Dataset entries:
•••••

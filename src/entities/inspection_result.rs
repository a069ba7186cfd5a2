//! Inspection result entity type - one measured parameter of an inspection

use chrono::{DateTime, Utc};
use serde::{Deserialize, Serialize};

use crate::core::aggregate::defect_contribution;
use crate::core::compliance::{deviation, ensure_finite, resolve, ResultStatus};
use crate::core::entity::{default_revision, Entity, ListOrder, Severity, Signoff};
use crate::core::identity::{EntityId, EntityPrefix};
use crate::core::links::BackRef;
use crate::entities::parameter::QcParameter;

#[derive(Debug, Clone, Serialize, Deserialize)]
#[serde(deny_unknown_fields)]
pub struct InspectionResult {
    pub id: EntityId,

    /// Owning inspection
    pub inspection: EntityId,

    /// Position within the inspection
    #[serde(default)]
    pub sequence: u32,

    /// QC parameter this result measures, when seeded from a template
    #[serde(default, skip_serializing_if = "BackRef::is_empty")]
    pub parameter: BackRef,

    pub parameter_name: String,

    #[serde(default, skip_serializing_if = "Option::is_none")]
    pub unit: Option<String>,

    #[serde(default, skip_serializing_if = "Option::is_none")]
    pub target: Option<f64>,

    #[serde(default, skip_serializing_if = "Option::is_none")]
    pub lower_limit: Option<f64>,

    #[serde(default, skip_serializing_if = "Option::is_none")]
    pub upper_limit: Option<f64>,

    #[serde(default, skip_serializing_if = "Option::is_none")]
    pub numeric_value: Option<f64>,

    #[serde(default, skip_serializing_if = "Option::is_none")]
    pub text_value: Option<String>,

    /// Status given by the inspector for textual results
    #[serde(default, skip_serializing_if = "Option::is_none")]
    pub manual_status: Option<ResultStatus>,

    #[serde(default, skip_serializing_if = "Option::is_none")]
    pub is_within_spec: Option<bool>,

    #[serde(default)]
    pub status: ResultStatus,

    #[serde(default, skip_serializing_if = "Option::is_none")]
    pub deviation: Option<f64>,

    /// Defect severity when this result fails
    #[serde(default, skip_serializing_if = "Option::is_none")]
    pub severity: Option<Severity>,

    #[serde(default, skip_serializing_if = "Option::is_none")]
    pub remarks: Option<String>,

    #[serde(default, skip_serializing_if = "Option::is_none")]
    pub measured: Option<Signoff>,

    pub created: DateTime<Utc>,

    pub author: String,

    #[serde(default = "default_revision")]
    pub entity_revision: u32,
}

impl Entity for InspectionResult {
    const PREFIX: EntityPrefix = EntityPrefix::Ires;
    const ORDER: ListOrder = ListOrder::SequenceAscending;
    const LOCKED_FIELDS: &'static [&'static str] =
        &["inspection", "is_within_spec", "deviation", "measured"];

    fn id(&self) -> &EntityId {
        &self.id
    }

    fn title(&self) -> &str {
        &self.parameter_name
    }

    fn status(&self) -> &str {
        match self.status {
            ResultStatus::Pass => "pass",
            ResultStatus::Fail => "fail",
            ResultStatus::Warning => "warning",
            ResultStatus::NotApplicable => "not_applicable",
            ResultStatus::Pending => "pending",
        }
    }

    fn created(&self) -> DateTime<Utc> {
        self.created
    }

    fn author(&self) -> &str {
        &self.author
    }

    fn references(&self) -> Vec<(&'static str, String)> {
        let mut refs = vec![("inspection_id", self.inspection.to_string())];
        if let Some(id) = &self.parameter.id {
            refs.push(("parameter_id", id.to_string()));
        }
        refs
    }

    fn sequence(&self) -> u32 {
        self.sequence
    }

    fn validate(&self) -> Result<(), String> {
        ensure_finite("numeric_value", self.numeric_value)?;
        ensure_finite("target", self.target)?;
        ensure_finite("lower_limit", self.lower_limit)?;
        ensure_finite("upper_limit", self.upper_limit)?;
        self.validate_limits()
    }

    fn bump_revision(&mut self) {
        self.entity_revision += 1;
    }
}

impl InspectionResult {
    pub fn new(
        inspection: EntityId,
        sequence: u32,
        parameter_name: impl Into<String>,
        author: impl Into<String>,
    ) -> Self {
        Self {
            id: EntityId::new(EntityPrefix::Ires),
            inspection,
            sequence,
            parameter: BackRef::default(),
            parameter_name: parameter_name.into(),
            unit: None,
            target: None,
            lower_limit: None,
            upper_limit: None,
            numeric_value: None,
            text_value: None,
            manual_status: None,
            is_within_spec: None,
            status: ResultStatus::Pending,
            deviation: None,
            severity: None,
            remarks: None,
            measured: None,
            created: Utc::now(),
            author: author.into(),
            entity_revision: 1,
        }
    }

    /// Pending result pre-filled with a parameter's limits
    pub fn from_parameter(inspection: EntityId, parameter: &QcParameter, author: impl Into<String>) -> Self {
        let mut result = Self::new(inspection, parameter.sequence, &parameter.name, author);
        result.parameter = BackRef::new(Some(parameter.id.clone()), Some(parameter.name.clone()));
        result.unit = parameter.unit.clone();
        result.target = parameter.target;
        result.lower_limit = parameter.lower_limit;
        result.upper_limit = parameter.upper_limit;
        result.severity = Some(parameter.criticality);
        result
    }

    /// Recompute verdict and deviation from the current value and limits
    pub fn evaluate(&mut self) {
        let verdict = resolve(
            self.numeric_value,
            self.lower_limit,
            self.upper_limit,
            self.manual_status,
        );
        self.is_within_spec = verdict.within_spec;
        self.status = verdict.status;
        self.deviation = self
            .numeric_value
            .and_then(|value| deviation(value, self.target));
    }

    /// Record a measurement and re-evaluate
    pub fn record(
        &mut self,
        actor: &str,
        now: DateTime<Utc>,
        numeric_value: Option<f64>,
        text_value: Option<String>,
        manual_status: Option<ResultStatus>,
    ) {
        self.numeric_value = numeric_value;
        self.text_value = text_value;
        self.manual_status = manual_status;
        self.evaluate();
        self.measured = Some(Signoff::new(actor, now));
    }

    /// Defect this result currently contributes to its inspection
    pub fn defect(&self) -> Option<Severity> {
        defect_contribution(self.status, self.severity)
    }

    pub fn validate_limits(&self) -> Result<(), String> {
        match (self.lower_limit, self.upper_limit) {
            (Some(lsl), Some(usl)) if lsl > usl => Err(format!(
                "lower limit {} is above upper limit {}",
                lsl, usl
            )),
            _ => Ok(()),
        }
    }
}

•••••

DIRECTIONS FOR THIS TASK ▸ Copy out all of the lines above exactly.

FINAL ANSWER ▸
filename src/entities/inspection_result.rs
repository a069ba7186cfd5a2
//! Inspection result entity type - one measured parameter of an inspection

use chrono::{DateTime, Utc};
use serde::{Deserialize, Serialize};

use crate::core::aggregate::defect_contribution;
use crate::core::compliance::{deviation, ensure_finite, resolve, ResultStatus};
use crate::core::entity::{default_revision, Entity, ListOrder, Severity, Signoff};
use crate::core::identity::{EntityId, EntityPrefix};
use crate::core::links::BackRef;
use crate::entities::parameter::QcParameter;

#[derive(Debug, Clone, Serialize, Deserialize)]
#[serde(deny_unknown_fields)]
pub struct InspectionResult {
    pub id: EntityId,

    /// Owning inspection
    pub inspection: EntityId,

    /// Position within the inspection
    #[serde(default)]
    pub sequence: u32,

    /// QC parameter this result measures, when seeded from a template
    #[serde(default, skip_serializing_if = "BackRef::is_empty")]
    pub parameter: BackRef,

    pub parameter_name: String,

    #[serde(default, skip_serializing_if = "Option::is_none")]
    pub unit: Option<String>,

    #[serde(default, skip_serializing_if = "Option::is_none")]
    pub target: Option<f64>,

    #[serde(default, skip_serializing_if = "Option::is_none")]
    pub lower_limit: Option<f64>,

    #[serde(default, skip_serializing_if = "Option::is_none")]
    pub upper_limit: Option<f64>,

    #[serde(default, skip_serializing_if = "Option::is_none")]
    pub numeric_value: Option<f64>,

    #[serde(default, skip_serializing_if = "Option::is_none")]
    pub text_value: Option<String>,

    /// Status given by the inspector for textual results
    #[serde(default, skip_serializing_if = "Option::is_none")]
    pub manual_status: Option<ResultStatus>,

    #[serde(default, skip_serializing_if = "Option::is_none")]
    pub is_within_spec: Option<bool>,

    #[serde(default)]
    pub status: ResultStatus,

    #[serde(default, skip_serializing_if = "Option::is_none")]
    pub deviation: Option<f64>,

    /// Defect severity when this result fails
    #[serde(default, skip_serializing_if = "Option::is_none")]
    pub severity: Option<Severity>,

    #[serde(default, skip_serializing_if = "Option::is_none")]
    pub remarks: Option<String>,

    #[serde(default, skip_serializing_if = "Option::is_none")]
    pub measured: Option<Signoff>,

    pub created: DateTime<Utc>,

    pub author: String,

    #[serde(default = "default_revision")]
    pub entity_revision: u32,
}

impl Entity for InspectionResult {
    const PREFIX: EntityPrefix = EntityPrefix::Ires;
    const ORDER: ListOrder = ListOrder::SequenceAscending;
    const LOCKED_FIELDS: &'static [&'static str] =
        &["inspection", "is_within_spec", "deviation", "measured"];

    fn id(&self) -> &EntityId {
        &self.id
    }

    fn title(&self) -> &str {
        &self.parameter_name
    }

    fn status(&self) -> &str {
        match self.status {
            ResultStatus::Pass => "pass",
            ResultStatus::Fail => "fail",
            ResultStatus::Warning => "warning",
            ResultStatus::NotApplicable => "not_applicable",
            ResultStatus::Pending => "pending",
        }
    }

    fn created(&self) -> DateTime<Utc> {
        self.created
    }

    fn author(&self) -> &str {
        &self.author
    }

    fn references(&self) -> Vec<(&'static str, String)> {
        let mut refs = vec![("inspection_id", self.inspection.to_string())];
        if let Some(id) = &self.parameter.id {
            refs.push(("parameter_id", id.to_string()));
        }
        refs
    }

    fn sequence(&self) -> u32 {
        self.sequence
    }

    fn validate(&self) -> Result<(), String> {
        ensure_finite("numeric_value", self.numeric_value)?;
        ensure_finite("target", self.target)?;
        ensure_finite("lower_limit", self.lower_limit)?;
        ensure_finite("upper_limit", self.upper_limit)?;
        self.validate_limits()
    }

    fn bump_revision(&mut self) {
        self.entity_revision += 1;
    }
}

impl InspectionResult {
    pub fn new(
        inspection: EntityId,
        sequence: u32,
        parameter_name: impl Into<String>,
        author: impl Into<String>,
    ) -> Self {
        Self {
            id: EntityId::new(EntityPrefix::Ires),
            inspection,
            sequence,
            parameter: BackRef::default(),
            parameter_name: parameter_name.into(),
            unit: None,
            target: None,
            lower_limit: None,
            upper_limit: None,
            numeric_value: None,
            text_value: None,
            manual_status: None,
            is_within_spec: None,
            status: ResultStatus::Pending,
            deviation: None,
            severity: None,
            remarks: None,
            measured: None,
            created: Utc::now(),
            author: author.into(),
            entity_revision: 1,
        }
    }

    /// Pending result pre-filled with a parameter's limits
    pub fn from_parameter(inspection: EntityId, parameter: &QcParameter, author: impl Into<String>) -> Self {
        let mut result = Self::new(inspection, parameter.sequence, &parameter.name, author);
        result.parameter = BackRef::new(Some(parameter.id.clone()), Some(parameter.name.clone()));
        result.unit = parameter.unit.clone();
        result.target = parameter.target;
        result.lower_limit = parameter.lower_limit;
        result.upper_limit = parameter.upper_limit;
        result.severity = Some(parameter.criticality);
        result
    }

    /// Recompute verdict and deviation from the current value and limits
    pub fn evaluate(&mut self) {
        let verdict = resolve(
            self.numeric_value,
            self.lower_limit,
            self.upper_limit,
            self.manual_status,
        );
        self.is_within_spec = verdict.within_spec;
        self.status = verdict.status;
        self.deviation = self
            .numeric_value
            .and_then(|value| deviation(value, self.target));
    }

    /// Record a measurement and re-evaluate
    pub fn record(
        &mut self,
        actor: &str,
        now: DateTime<Utc>,
        numeric_value: Option<f64>,
        text_value: Option<String>,
        manual_status: Option<ResultStatus>,
    ) {
        self.numeric_value = numeric_value;
        self.text_value = text_value;
        self.manual_status = manual_status;
        self.evaluate();
        self.measured = Some(Signoff::new(actor, now));
    }

    /// Defect this result currently contributes to its inspection
    pub fn defect(&self) -> Option<Severity> {
        defect_contribution(self.status, self.severity)
    }

    pub fn validate_limits(&self) -> Result<(), String> {
        match (self.lower_limit, self.upper_limit) {
            (Some(lsl), Some(usl)) if lsl > usl => Err(format!(
                "lower limit {} is above upper limit {}",
                lsl, usl
            )),
            _ => Ok(()),
        }
    }
}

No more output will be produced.